On ne trouve presque nulle part en Suisse de terrain inculte, pas un coin où la ronce ait pu vivre en paix. La montagne et les glaciers laissent à ce peuple peu d’espace ; aussi, dans les lieux mêmes où manquait le terrain, portant la terre sur le roc et l’y maintenant par des murailles, il a planté ; et jusqu’au front du rocher perpendiculaire et sourcilleux on voit s’étaler des espaliers, dont les branches supérieures vont atteindre les racines de quelque jardin suspendu.

Sur les pentes moins rapides, ou dans les terrains ombreux, c’est la prairie ; mais la prairie épaisse, chevelue et solitaire, où ne bondit et ne rumine aucun troupeau. De toutes parts c’est l’utile qui règne, l’industrie, la patience et l’intelligence humaine, et certainement cela est bien ! mais ainsi partout l’empreinte de l’homme se substitue à celle de la nature, et peu à peu s’effacent les traits de ce grand visage, doux, sublime, austère et rêveur, sous l’uniforme dessin que trace sans art un rude ouvrier.

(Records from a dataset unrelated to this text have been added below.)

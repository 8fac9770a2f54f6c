//! Cleanup of raw PDF text before pattern matching.
//!
//! PDF text extraction splits table header cells over two lines, pads cells
//! with runs of spaces and mixes full-width and ASCII punctuation. The
//! patterns in [`crate::bill`] are written against the cleaned form.

use lazy_static::lazy_static;
use regex::Regex;

lazy_static! {
    static ref HORIZONTAL_SPACE: Regex = Regex::new(r"[ \t\u{00a0}\u{3000}]+").unwrap();

    static ref LINE_EDGE_SPACE: Regex = Regex::new(r"(?m)^ +| +$").unwrap();

    // "抄见电量\n(千瓦时)" and "变/线损\n电量"; also a leading item ordinal "(1)"
    static ref WRAPPED_LABEL: Regex = Regex::new(
        r" ?(\(\d+\))?([\w/]+)(\([\w/]+\))?\n ?(\([\w/]+\)|电量)"
    ).unwrap();

    // Meter asset number glued to the reading type: "0300SG123有功总 ..."
    static ref GLUED_READING_TYPE: Regex = Regex::new(
        r"(?m)^(\w*\d)(有功总|无功总|尖|峰|平|谷) "
    ).unwrap();

    // Meter asset number broken over a line: "0300SG\n123 有功总 ..."
    static ref WRAPPED_ASSET_NUMBER: Regex = Regex::new(
        r"(?m)^(\w+)\n(\w+ (?:有功总|无功总|尖|峰|平|谷) )"
    ).unwrap();
}

/// Normalize raw page text for field matching.
pub fn normalize(raw: &str) -> String {
    let text: String = raw
        .replace("\r\n", "\n")
        .chars()
        .map(|c| match c {
            '（' => '(',
            '）' => ')',
            '：' => ':',
            '\r' => '\n',
            other => other,
        })
        .collect();

    let text = HORIZONTAL_SPACE.replace_all(&text, " ");
    let text = LINE_EDGE_SPACE.replace_all(&text, "");
    let text = WRAPPED_LABEL.replace_all(&text, " ${1}${2}${3}${4}");
    let text = GLUED_READING_TYPE.replace_all(&text, "${1} ${2} ");
    let text = WRAPPED_ASSET_NUMBER.replace_all(&text, "${1}${2}");

    text.into_owned()
}
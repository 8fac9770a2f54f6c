//! Core library for electricity bill extraction.
//!
//! This crate provides:
//! - PDF loading (per-page text via pdf-extract, lopdf fallback)
//! - Text normalization and whitespace-aligned table detection
//! - Rule-based bill field extraction (China Southern Power Grid layout)
//! - CSV output of the bill table and its pivot view

pub mod batch;
pub mod bill;
pub mod document;
pub mod error;
pub mod models;
pub mod output;
pub mod pdf;
pub mod table;
pub mod text;

pub use batch::{discover, run, BatchProcessor, BatchReport, SkippedFile};
pub use bill::{BillExtractor, BillLayout, Extraction, FieldMismatch, RuleExtractor};
pub use document::{BillDocument, DocumentLoader, PdfLoader};
pub use error::{EbillError, Result};
pub use models::bill::{BillRecord, Field, FieldKind, FieldValue, ReadingColumn, ReadingType};
pub use models::config::EbillConfig;
pub use output::{CsvOptions, OutputTable, PivotTable};
pub use pdf::{PdfContent, PdfProcessor};
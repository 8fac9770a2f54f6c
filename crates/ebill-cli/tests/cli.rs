use std::fs;
use std::path::Path;

use assert_cmd::Command;
use predicates::prelude::*;
use tempfile::TempDir;

/// `ebill` with the user config directory pointed at `home`.
fn ebill(home: &Path) -> Command {
    let mut cmd = Command::cargo_bin("ebill").unwrap();
    cmd.env("HOME", home).env("XDG_CONFIG_HOME", home.join(".config"));
    cmd
}

#[test]
fn empty_directory_reports_no_input() {
    let home = TempDir::new().unwrap();
    let dir = TempDir::new().unwrap();

    ebill(home.path())
        .arg(dir.path())
        .assert()
        .failure()
        .stderr(predicate::str::contains("no input found"));

    assert!(!dir.path().join("账单.csv").exists());
}

#[test]
fn corrupt_pdf_is_skipped_and_nothing_written() {
    let home = TempDir::new().unwrap();
    let dir = TempDir::new().unwrap();
    fs::write(dir.path().join("broken.pdf"), "not a pdf").unwrap();

    ebill(home.path())
        .arg(dir.path())
        .arg("--pivot")
        .assert()
        .success()
        .stdout(predicate::str::contains("Skipped broken.pdf"))
        .stdout(predicate::str::contains("没有可匹配的电费单"))
        .stdout(predicate::str::contains("1 skipped"));

    assert!(!dir.path().join("账单.csv").exists());
    assert!(!dir.path().join("账单透视表.csv").exists());
}

#[test]
fn output_override_is_not_created_without_bills() {
    let home = TempDir::new().unwrap();
    let dir = TempDir::new().unwrap();
    let out = home.path().join("bills.csv");
    fs::write(dir.path().join("letter.pdf"), "%PDF-1.4").unwrap();

    ebill(home.path())
        .arg(dir.path())
        .arg("-o")
        .arg(&out)
        .assert()
        .success();

    assert!(!out.exists());
}

#[test]
fn directory_named_like_a_subcommand() {
    let home = TempDir::new().unwrap();
    let cwd = TempDir::new().unwrap();
    fs::create_dir(cwd.path().join("config")).unwrap();

    ebill(home.path())
        .current_dir(cwd.path())
        .arg("./config")
        .assert()
        .failure()
        .stderr(predicate::str::contains("no input found"))
        .stderr(predicate::str::contains("config"));
}

#[test]
fn config_show_prints_defaults() {
    let home = TempDir::new().unwrap();

    ebill(home.path())
        .args(["config", "show"])
        .assert()
        .success()
        .stdout(predicate::str::contains(r#""file_name": "账单.csv""#))
        .stdout(predicate::str::contains(r#""layout": "csg""#));
}

#[test]
fn config_init_refuses_to_overwrite() {
    let home = TempDir::new().unwrap();
    let path = home.path().join("ebill.json");

    ebill(home.path())
        .args(["config", "init", "--output"])
        .arg(&path)
        .assert()
        .success();
    assert!(path.exists());

    ebill(home.path())
        .args(["config", "init", "--output"])
        .arg(&path)
        .assert()
        .failure()
        .stderr(predicate::str::contains("--force"));
}

#[test]
fn explicit_config_is_used() {
    let home = TempDir::new().unwrap();
    let dir = TempDir::new().unwrap();
    let config = home.path().join("ebill.json");
    fs::write(&config, r#"{ "input": { "extension": "bill" } }"#).unwrap();
    fs::write(dir.path().join("a.pdf"), "not a pdf").unwrap();

    ebill(home.path())
        .arg("-c")
        .arg(&config)
        .arg(dir.path())
        .assert()
        .failure()
        .stderr(predicate::str::contains("no .bill files"));
}

#[test]
fn malformed_config_is_rejected() {
    let home = TempDir::new().unwrap();
    let dir = TempDir::new().unwrap();
    let config = home.path().join("ebill.json");
    fs::write(&config, "{ not json").unwrap();

    ebill(home.path())
        .arg("--config")
        .arg(&config)
        .arg(dir.path())
        .assert()
        .failure()
        .stderr(predicate::str::contains("configuration error"));
}

#[test]
fn inspect_missing_file_fails() {
    let home = TempDir::new().unwrap();

    ebill(home.path())
        .args(["inspect", "does-not-exist.pdf"])
        .assert()
        .failure()
        .stderr(predicate::str::contains("does-not-exist.pdf"));
}
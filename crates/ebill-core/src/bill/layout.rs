//! Bill layouts: one rule set per supported bill format.

use lazy_static::lazy_static;
use regex::Regex;

use super::patterns::*;
use super::rules::{FieldRule, MatchStrategy, Normalizer};
use crate::models::bill::{Field, ReadingColumn, ReadingType};
use crate::table::TableSpec;

/// Name of the consumption table in [`CSG`] rules.
pub const CONSUMPTION_TABLE: &str = "consumption";

/// Consumption details table ("电量信息").
///
/// Flat-rate bills list 有功总 and 无功总 rows; time-of-use bills list
/// 尖, 峰, 平, 谷 and 无功总. 尖峰调整电量 only appears on time-of-use bills,
/// where 尖 and 峰 rows may still leave it out.
pub const CONSUMPTION: TableSpec = TableSpec {
    name: CONSUMPTION_TABLE,
    header_keywords: &["表计资产编号", "示数类型"],
    columns: &[
        "表计资产编号",
        "示数类型",
        "上次表示数",
        "本次表示数",
        "倍率",
        "抄见电量",
        "换表电量",
        "退补电量",
        "变线损电量",
        "公摊电量",
        "免费电量",
        "分表电量",
        "尖峰调整电量",
        "合计电量",
    ],
    label_column: 1,
    row_labels: &["有功总", "无功总", "尖", "峰", "平", "谷"],
    omitted: &[
        ("有功总", &["尖峰调整电量"]),
        ("无功总", &["免费电量", "尖峰调整电量"]),
        ("平", &["尖峰调整电量"]),
        ("谷", &["尖峰调整电量"]),
    ],
};

/// Row that carries the meter identity: 有功总 on flat bills, 平 on time-of-use bills.
const METER_ROWS: &[&str] = &["有功总", "平"];

/// A supported bill format.
#[derive(Debug, Clone)]
pub struct BillLayout {
    /// Short name used in configuration.
    pub name: &'static str,
    /// Human-readable description.
    pub description: &'static str,
    /// Header that identifies a bill of this layout.
    pub signature: &'static Regex,
    /// Tables the loader must detect for the rules.
    pub tables: &'static [TableSpec],
    /// Rules in application order.
    pub rules: Vec<FieldRule>,
}

lazy_static! {
    /// China Southern Power Grid electricity bill notice (电费通知单).
    pub static ref CSG: BillLayout = BillLayout {
        name: "csg",
        description: "China Southern Power Grid electricity bill notice",
        signature: &CSG_SIGNATURE,
        tables: &[CONSUMPTION],
        rules: vec![
            FieldRule::new(Field::Customer, MatchStrategy::Pattern(&CUSTOMER), Normalizer::Text),
            FieldRule::new(Field::CustomerNumber, MatchStrategy::Pattern(&CUSTOMER_NUMBER), Normalizer::Identifier),
            FieldRule::new(Field::SettlementAccount, MatchStrategy::Pattern(&SETTLEMENT_ACCOUNT), Normalizer::Identifier),
            FieldRule::new(Field::SettlementAccountName, MatchStrategy::Pattern(&SETTLEMENT_ACCOUNT_NAME), Normalizer::Text),
            FieldRule::new(Field::MeteringPoint, MatchStrategy::Pattern(&METERING_POINT), Normalizer::Identifier),
            FieldRule::new(Field::MarketClassification, MatchStrategy::Pattern(&MARKET_CLASSIFICATION), Normalizer::Text),
            FieldRule::new(Field::UsageCategory, MatchStrategy::Pattern(&USAGE_CATEGORY), Normalizer::Text),
            FieldRule::new(Field::PeriodStart, MatchStrategy::Pattern(&PERIOD_START), Normalizer::Date),
            FieldRule::new(Field::PeriodEnd, MatchStrategy::Pattern(&PERIOD_END), Normalizer::Date),
            FieldRule::new(
                Field::MeterAssetNumber,
                MatchStrategy::TableCell { table: CONSUMPTION_TABLE, rows: METER_ROWS, column: "表计资产编号" },
                Normalizer::Identifier,
            ),
            FieldRule::new(
                Field::Multiplier,
                MatchStrategy::TableCell { table: CONSUMPTION_TABLE, rows: METER_ROWS, column: "倍率" },
                Normalizer::Quantity,
            ),
            FieldRule::new(
                Field::TotalActiveEnergy,
                MatchStrategy::TableSum {
                    table: CONSUMPTION_TABLE,
                    groups: &[&["有功总"], &["尖", "峰", "平", "谷"]],
                    column: "合计电量",
                },
                Normalizer::Quantity,
            ),
            FieldRule::new(
                Field::TotalReactiveEnergy,
                MatchStrategy::TableCell { table: CONSUMPTION_TABLE, rows: &["无功总"], column: "合计电量" },
                Normalizer::Quantity,
            ),
            FieldRule::new(Field::AmountDueInWords, MatchStrategy::Pattern(&AMOUNT_DUE_IN_WORDS), Normalizer::Text),
            FieldRule::new(Field::AmountDue, MatchStrategy::Pattern(&AMOUNT_DUE), Normalizer::Amount),
            FieldRule::new(Field::AveragePrice, MatchStrategy::Pattern(&AVERAGE_PRICE), Normalizer::Quantity),
        ]
        .into_iter()
        .chain(reading_rules(CONSUMPTION_TABLE))
        .collect(),
    };
}

/// One rule per consumption table cell a bill variant may carry.
fn reading_rules(table: &'static str) -> impl Iterator<Item = FieldRule> {
    ReadingType::ALL.into_iter().flat_map(move |reading| {
        reading.columns().iter().map(move |&column| {
            let normalizer = match column {
                ReadingColumn::AssetNumber => Normalizer::Identifier,
                _ => Normalizer::Quantity,
            };
            FieldRule::new(
                Field::Reading(reading, column),
                MatchStrategy::RowCell { table, row: reading.label(), column: column.label() },
                normalizer,
            )
        })
    })
}

/// All built-in layouts.
pub fn layouts() -> Vec<&'static BillLayout> {
    vec![&*CSG]
}

/// Look up a layout by its configuration name.
pub fn layout_by_name(name: &str) -> Option<&'static BillLayout> {
    layouts().into_iter().find(|l| l.name.eq_ignore_ascii_case(name))
}

#[cfg(test)]
mod tests {
    use super::*;

    #[test]
    fn test_csg_covers_every_field_once() {
        let fields: Vec<Field> = CSG.rules.iter().map(|r| r.field).collect();
        assert_eq!(fields, Field::all().to_vec());
    }

    #[test]
    fn test_layout_lookup() {
        assert_eq!(layout_by_name("CSG").map(|l| l.name), Some("csg"));
        assert!(layout_by_name("sgcc").is_none());
    }

    #[test]
    fn test_reading_columns_are_table_columns() {
        for reading in ReadingType::ALL {
            assert!(CONSUMPTION.row_labels.contains(&reading.label()));
            for column in reading.columns() {
                assert!(CONSUMPTION.columns.contains(&column.label()), "{}", column.label());
            }
        }
    }
}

Partout l’infini cède à la mesure, l’ensemble au détail ; et la lande sans rivage, le coteau hérissé de broussailles, aux sentiers perdus, les grandes forêts, les ajoncs sauvages, les herbes folles, s’en vont !…

Elle est donc symétrique et un peu froide, la ferme vaudoise, avec ses étables fermées, où ruminent, dans une chaude obscurité, les vaches laitières, et ses poules en cage, perchées sur une patte et le plumage hérissé, qui d’un air mélancolique, à travers les barreaux de leur volière, contemplent le jardin sans ombrage et le champ de blé veuf de bluets.